Sulla base dell’attività cerebrale dei veterani di guerra, il computer li ha suddivisi automaticamente in tre gruppi. Il risultato si è mostrato particolarmente interessante: le divisioni erano paragonabili alla gravità dei sintomi dei veterani e rientravano in un gruppo di sintomi bassi, medi o alti.
I ricercatori hanno ipotizzato che il modello di connessioni cerebrali trovato nel gruppo con sintomi bassi consentisse ai veterani di evitare alcune delle ricadute emotive dovute al dolore e al trauma e includesse anche capacità di riduzione del dolore naturale. Al contrario, il gruppo di veterani di guerra con dolore cronico con sintomi elevati ha dimostrato schemi di connessione cerebrale che potrebbero aver aumentato le loro possibilità di ansia e catastrofismo durante l’esperienza del dolore.
È interessante notare che sulla base del dolore auto-riferito e dei sintomi del trauma, il gruppo dei sintomi medi era in gran parte simile al gruppo dei sintomi bassi. Tuttavia, il gruppo dei sintomi medi ha mostrato differenze in determinati segni della connettività cerebrale, il che ha suggerito che erano più bravi a concentrarsi su altre cose quando provavano dolore, riducendone l’impatto.
“Nonostante il fatto che la maggior parte dei soggetti all’interno di ciascun sottogruppo avesse una diagnosi concomitante di dolore e trauma, le loro connessioni cerebrali differivano“, ha dichiarato Strigo.

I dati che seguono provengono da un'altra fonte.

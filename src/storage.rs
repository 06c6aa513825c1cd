//! Key-value persistence for presets, history and seeds.
//!
//! Every collection is stored as one JSON document under a fixed key. Reads
//! never fail: an absent or undecodable document degrades to the type's
//! default. Writes go straight through to the backend.
//!
//! None of the stores built on top of this module are safe against
//! concurrent writers. Each mutation is a plain read-modify-write with no
//! version check, so two overlapping writers can lose one update.

pub mod history;
pub mod presets;
pub mod seeds;

use crate::error::StoreError;
use r2d2::Pool;
use r2d2_sqlite::SqliteConnectionManager;
use rusqlite::{params, Connection, OptionalExtension, Result as SqlResult};
use serde::de::DeserializeOwned;
use serde::Serialize;
use std::collections::HashMap;
use std::path::Path;
use std::sync::{Arc, RwLock};

pub use history::{HistoryEntry, HistoryLedger, MAX_HISTORY};
pub use presets::{Preset, PresetBundle, PresetStore};
pub use seeds::{SeedLedger, MAX_SEEDS};

pub const KEY_PRESETS: &str = "nai_presets_v1";
pub const KEY_HISTORY: &str = "nai_history_v1";
pub const KEY_SEEDS: &str = "nai_seed_history_v1";

/// Raw string-keyed persistence backend.
pub trait KeyValueStore: Send + Sync {
    fn get(&self, key: &str) -> Result<Option<String>, StoreError>;
    fn set(&self, key: &str, value: &str) -> Result<(), StoreError>;
    fn remove(&self, key: &str) -> Result<(), StoreError>;
}

/// SQLite-backed store using a small r2d2 connection pool.
#[derive(Clone)]
pub struct SqliteStore {
    pool: Pool<SqliteConnectionManager>,
}

fn apply_connection_pragmas(conn: &Connection) -> SqlResult<()> {
    conn.execute_batch(
        "PRAGMA journal_mode=WAL;
         PRAGMA synchronous=NORMAL;
         PRAGMA temp_store=MEMORY;
         PRAGMA busy_timeout=5000;",
    )?;
    Ok(())
}

impl SqliteStore {
    /// Opens or creates the store database at `db_path`.
    pub fn open(db_path: &Path, pool_size: u32) -> Result<Self, StoreError> {
        let manager =
            SqliteConnectionManager::file(db_path).with_init(|conn| apply_connection_pragmas(conn));
        let pool = Pool::builder().max_size(pool_size.max(1)).build(manager)?;
        let store = SqliteStore { pool };
        store.init_schema()?;
        Ok(store)
    }

    /// Private in-memory database. A single pooled connection keeps every
    /// caller on the same database.
    pub fn in_memory() -> Result<Self, StoreError> {
        let manager = SqliteConnectionManager::memory();
        let pool = Pool::builder().max_size(1).build(manager)?;
        let store = SqliteStore { pool };
        store.init_schema()?;
        Ok(store)
    }

    fn init_schema(&self) -> Result<(), StoreError> {
        let conn = self.pool.get()?;
        conn.execute_batch(
            "CREATE TABLE IF NOT EXISTS kv_store (
                key TEXT PRIMARY KEY,
                value TEXT NOT NULL,
                updated_at TEXT NOT NULL
            );",
        )?;
        Ok(())
    }
}

impl KeyValueStore for SqliteStore {
    fn get(&self, key: &str) -> Result<Option<String>, StoreError> {
        let conn = self.pool.get()?;
        let value = conn
            .query_row(
                "SELECT value FROM kv_store WHERE key = ?1",
                params![key],
                |row| row.get::<_, String>(0),
            )
            .optional()?;
        Ok(value)
    }

    fn set(&self, key: &str, value: &str) -> Result<(), StoreError> {
        let conn = self.pool.get()?;
        let now = chrono::Utc::now().to_rfc3339();
        conn.execute(
            "INSERT INTO kv_store (key, value, updated_at) VALUES (?1, ?2, ?3)
             ON CONFLICT(key) DO UPDATE SET value = excluded.value, updated_at = excluded.updated_at",
            params![key, value, now],
        )?;
        Ok(())
    }

    fn remove(&self, key: &str) -> Result<(), StoreError> {
        let conn = self.pool.get()?;
        conn.execute("DELETE FROM kv_store WHERE key = ?1", params![key])?;
        Ok(())
    }
}

/// Process-local store, mostly for tests and ephemeral sessions.
#[derive(Default)]
pub struct MemoryStore {
    entries: RwLock<HashMap<String, String>>,
}

impl MemoryStore {
    pub fn new() -> Self {
        Self::default()
    }
}

impl KeyValueStore for MemoryStore {
    fn get(&self, key: &str) -> Result<Option<String>, StoreError> {
        let entries = self
            .entries
            .read()
            .map_err(|_| StoreError::Validation("memory store lock poisoned".to_string()))?;
        Ok(entries.get(key).cloned())
    }

    fn set(&self, key: &str, value: &str) -> Result<(), StoreError> {
        let mut entries = self
            .entries
            .write()
            .map_err(|_| StoreError::Validation("memory store lock poisoned".to_string()))?;
        entries.insert(key.to_string(), value.to_string());
        Ok(())
    }

    fn remove(&self, key: &str) -> Result<(), StoreError> {
        let mut entries = self
            .entries
            .write()
            .map_err(|_| StoreError::Validation("memory store lock poisoned".to_string()))?;
        entries.remove(key);
        Ok(())
    }
}

/// Typed JSON view over a [`KeyValueStore`].
#[derive(Clone)]
pub struct Storage {
    backend: Arc<dyn KeyValueStore>,
}

impl Storage {
    pub fn new(backend: Arc<dyn KeyValueStore>) -> Self {
        Self { backend }
    }

    pub fn in_memory() -> Self {
        Self::new(Arc::new(MemoryStore::new()))
    }

    /// Loads and decodes `key`, falling back to `T::default()` when the value
    /// is missing, unreadable or malformed.
    pub fn load_or_default<T>(&self, key: &str) -> T
    where
        T: DeserializeOwned + Default,
    {
        let raw = match self.backend.get(key) {
            Ok(Some(raw)) => raw,
            Ok(None) => return T::default(),
            Err(error) => {
                log::warn!("Failed to read {} from store: {}", key, error);
                return T::default();
            }
        };

        match serde_json::from_str::<T>(&raw) {
            Ok(value) => value,
            Err(error) => {
                log::warn!("Discarding malformed {} payload: {}", key, error);
                T::default()
            }
        }
    }

    pub fn save<T>(&self, key: &str, value: &T) -> Result<(), StoreError>
    where
        T: Serialize + ?Sized,
    {
        let payload = serde_json::to_string(value).map_err(|source| StoreError::Encode {
            key: key.to_string(),
            source,
        })?;
        self.backend.set(key, &payload)
    }

    pub fn remove(&self, key: &str) -> Result<(), StoreError> {
        self.backend.remove(key)
    }

    pub fn get_raw(&self, key: &str) -> Result<Option<String>, StoreError> {
        self.backend.get(key)
    }

    pub fn set_raw(&self, key: &str, value: &str) -> Result<(), StoreError> {
        self.backend.set(key, value)
    }
}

“In altre parole, nonostante le somiglianze demografiche e diagnostiche, abbiamo trovato gruppi neurobiologicamente distinti con meccanismi diversi per la gestione del dolore e dei traumi. I sottogruppi basati sulla neurobiologia possono fornire informazioni su come questi individui risponderanno alla stimolazione cerebrale e ai trattamenti psicofarmacologici“, ha concluso lo scienziato.
Ad oggi, il gruppo di studiosi non sa se i segni distintivi neurali che hanno trovato rappresentino una vulnerabilità al trauma e al dolore o una conseguenza di queste condizioni. Tuttavia, la tecnica è interessante, in quanto fornisce un segno distintivo oggettivo e imparziale di suscettibilità o resilienza al dolore e al trauma. Non si basa su misure soggettive come i sondaggi. In effetti, le misurazioni soggettive del dolore in questo studio non distinguerebbero tra i gruppi bassi e medi.

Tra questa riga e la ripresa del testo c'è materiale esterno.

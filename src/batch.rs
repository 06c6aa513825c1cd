//! Sequential batch generation.
//!
//! A batch is a run of single-image requests sharing prompts and settings.
//! Item `i` is only requested once item `i - 1` has resolved, and the first
//! failure ends the batch. Images obtained before the failure are kept and
//! persisted like those of a complete batch.

use crate::error::GenerateError;
use crate::nai_api::{GenerationPayload, ImageBytes, ImageService, DEFAULT_MODEL};
use crate::png_meta;
use crate::prompt::combine;
use crate::settings::{SettingsSnapshot, RANDOM_SEED};
use crate::storage::{HistoryEntry, HistoryLedger, SeedLedger};
use crate::thumbnail::{self, ThumbnailOptions};
use serde::Serialize;
use std::sync::Arc;

pub const MIN_BATCH: i64 = 1;
pub const MAX_BATCH: i64 = 12;

/// Clamps a requested batch size to `MIN_BATCH..=MAX_BATCH`.
pub fn clamp_batch_size(requested: i64) -> usize {
    requested.clamp(MIN_BATCH, MAX_BATCH) as usize
}

/// Seed for batch item `index`. The random sentinel is never incremented, so
/// items of a random batch are unrelated to each other.
pub fn derive_seed(base: i64, index: usize) -> i64 {
    if base == RANDOM_SEED {
        return RANDOM_SEED;
    }
    base.saturating_add(index as i64)
}

#[derive(Debug, Clone, Serialize)]
pub struct GeneratedImage {
    pub index: usize,
    /// Seed sent with the request; `-1` when the service was asked to pick.
    pub requested_seed: i64,
    /// Seed reported back in the image metadata, when present.
    pub resolved_seed: Option<i64>,
    pub mime: String,
    #[serde(skip)]
    pub image: ImageBytes,
}

impl GeneratedImage {
    /// Best known seed: the resolved one, else the requested one.
    pub fn seed(&self) -> i64 {
        self.resolved_seed.unwrap_or(self.requested_seed)
    }

    pub fn seed_label(&self) -> String {
        match self.seed() {
            RANDOM_SEED => "random".to_string(),
            seed => seed.to_string(),
        }
    }
}

#[derive(Debug, Clone, Copy, PartialEq, Eq, Serialize)]
#[serde(rename_all = "snake_case")]
pub enum BatchStage {
    Requesting,
    Persisting,
    Done,
}

#[derive(Debug, Clone, Copy, PartialEq, Eq, Serialize)]
pub struct BatchProgress {
    /// 1-based item number for `Requesting`, number of images otherwise.
    pub current: usize,
    pub total: usize,
    pub stage: BatchStage,
}

/// Result of a batch: every image obtained, plus the error that stopped it.
#[derive(Debug, Clone, Default, Serialize)]
pub struct BatchOutcome {
    pub images: Vec<GeneratedImage>,
    pub error: Option<GenerateError>,
    /// Non-fatal problems, e.g. history that could not be written.
    pub warnings: Vec<String>,
}

impl BatchOutcome {
    fn rejected(error: GenerateError) -> Self {
        Self {
            error: Some(error),
            ..Self::default()
        }
    }

    pub fn is_complete(&self) -> bool {
        self.error.is_none()
    }

    pub fn status_message(&self) -> String {
        match (&self.error, self.images.len()) {
            (None, count) => format!(
                "Generated {} image{}",
                count,
                if count == 1 { "" } else { "s" }
            ),
            (Some(error), 0) => error.to_string(),
            (Some(error), count) => format!(
                "Generated {} image{} before failing: {}",
                count,
                if count == 1 { "" } else { "s" },
                error
            ),
        }
    }
}

pub struct BatchOrchestrator {
    service: Arc<dyn ImageService>,
    history: HistoryLedger,
    seeds: SeedLedger,
    model: String,
    thumbnails: ThumbnailOptions,
}

impl BatchOrchestrator {
    pub fn new(service: Arc<dyn ImageService>, history: HistoryLedger, seeds: SeedLedger) -> Self {
        Self {
            service,
            history,
            seeds,
            model: DEFAULT_MODEL.to_string(),
            thumbnails: ThumbnailOptions::default(),
        }
    }

    pub fn with_model(mut self, model: impl Into<String>) -> Self {
        self.model = model.into();
        self
    }

    pub fn with_thumbnail_options(mut self, options: ThumbnailOptions) -> Self {
        self.thumbnails = options;
        self
    }

    pub async fn generate(
        &self,
        token: &str,
        main_prompt: &str,
        char_prompt: &str,
        neg_prompt: &str,
        settings: &SettingsSnapshot,
    ) -> BatchOutcome {
        self.generate_with_progress(token, main_prompt, char_prompt, neg_prompt, settings, |_| {})
            .await
    }

    /// Runs the batch, calling `on_progress` before every request, when
    /// persistence starts and once at the end.
    pub async fn generate_with_progress<F>(
        &self,
        token: &str,
        main_prompt: &str,
        char_prompt: &str,
        neg_prompt: &str,
        settings: &SettingsSnapshot,
        mut on_progress: F,
    ) -> BatchOutcome
    where
        F: FnMut(BatchProgress) + Send,
    {
        let token = token.trim();
        if token.is_empty() {
            return BatchOutcome::rejected(GenerateError::validation("An API token is required"));
        }

        let combined = combine(main_prompt, char_prompt);
        if combined.is_empty() {
            return BatchOutcome::rejected(GenerateError::validation(
                "Enter a main prompt or a character prompt",
            ));
        }

        let total = clamp_batch_size(settings.batch);
        let base_payload = GenerationPayload::new(&combined, neg_prompt, settings, &self.model);
        log::info!(
            "Starting batch of {} ({}x{}, {} steps, base seed {})",
            total,
            settings.width,
            settings.height,
            settings.steps,
            settings.seed
        );

        let mut images = Vec::with_capacity(total);
        let mut error = None;

        for index in 0..total {
            let seed = derive_seed(settings.seed, index);
            on_progress(BatchProgress {
                current: index + 1,
                total,
                stage: BatchStage::Requesting,
            });

            match self
                .service
                .request_one(token, &base_payload.with_seed(seed))
                .await
            {
                Ok(image) => {
                    let resolved_seed = png_meta::resolved_seed(&image.data);
                    images.push(GeneratedImage {
                        index,
                        requested_seed: seed,
                        resolved_seed,
                        mime: image.mime(),
                        image,
                    });
                }
                Err(service_error) => {
                    log::warn!(
                        "Batch item {}/{} failed: {}",
                        index + 1,
                        total,
                        service_error
                    );
                    error = Some(GenerateError::from_service(index, service_error));
                    break;
                }
            }
        }

        let mut warnings = Vec::new();
        if !images.is_empty() {
            if settings.store_images {
                on_progress(BatchProgress {
                    current: images.len(),
                    total,
                    stage: BatchStage::Persisting,
                });
            }
            warnings = self
                .persist(&images, main_prompt, char_prompt, neg_prompt, settings)
                .await;
        }

        log::info!(
            "Batch finished: {}/{} images{}",
            images.len(),
            total,
            if error.is_some() { " (aborted)" } else { "" }
        );
        on_progress(BatchProgress {
            current: images.len(),
            total,
            stage: BatchStage::Done,
        });

        BatchOutcome {
            images,
            error,
            warnings,
        }
    }

    /// Writes history (when enabled) in one go, then records every seed.
    async fn persist(
        &self,
        images: &[GeneratedImage],
        main_prompt: &str,
        char_prompt: &str,
        neg_prompt: &str,
        settings: &SettingsSnapshot,
    ) -> Vec<String> {
        let mut warnings = Vec::new();

        if settings.store_images {
            let mut entries = Vec::with_capacity(images.len());
            for image in images {
                let thumbnail =
                    match thumbnail::render_thumbnail(image.image.data.clone(), self.thumbnails)
                        .await
                    {
                        Ok(url) => url,
                        Err(error) => {
                            log::warn!(
                                "Thumbnail for batch item {} unavailable: {}",
                                image.index + 1,
                                error
                            );
                            String::new()
                        }
                    };

                let (main, character, negative) = if settings.store_prompts {
                    (
                        main_prompt.to_string(),
                        char_prompt.to_string(),
                        neg_prompt.to_string(),
                    )
                } else {
                    (String::new(), String::new(), String::new())
                };

                entries.push(HistoryEntry {
                    timestamp: crate::now_timestamp(),
                    thumbnail,
                    seed: image.seed(),
                    width: settings.width,
                    height: settings.height,
                    steps: settings.steps,
                    cfg: settings.cfg,
                    sampler: settings.sampler.clone(),
                    main_prompt: main,
                    char_prompt: character,
                    neg_prompt: negative,
                });
            }

            if let Err(error) = self.history.record_all(entries) {
                log::error!("Failed to persist history: {}", error);
                warnings.push(format!("History not saved: {}", error));
            }
        }

        for image in images {
            if let Err(error) = self.seeds.record(image.seed()) {
                log::error!("Failed to persist seed {}: {}", image.seed(), error);
                warnings.push(format!("Seed {} not saved: {}", image.seed(), error));
            }
        }

        warnings
    }
}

Le tecniche che utilizzano misure oggettive, come la connettività cerebrale, sembrano più sensibili e potrebbero fornire un quadro generale più chiaro della resilienza o della suscettibilità di qualcuno al dolore e al trauma, nella fattispecie dei veterani di guerra con dolore cronico che prestandosi allo studio, permettendo così di dare la possibilità di sviluppare un trattamento personalizzato e aprire la strada a nuove terapie.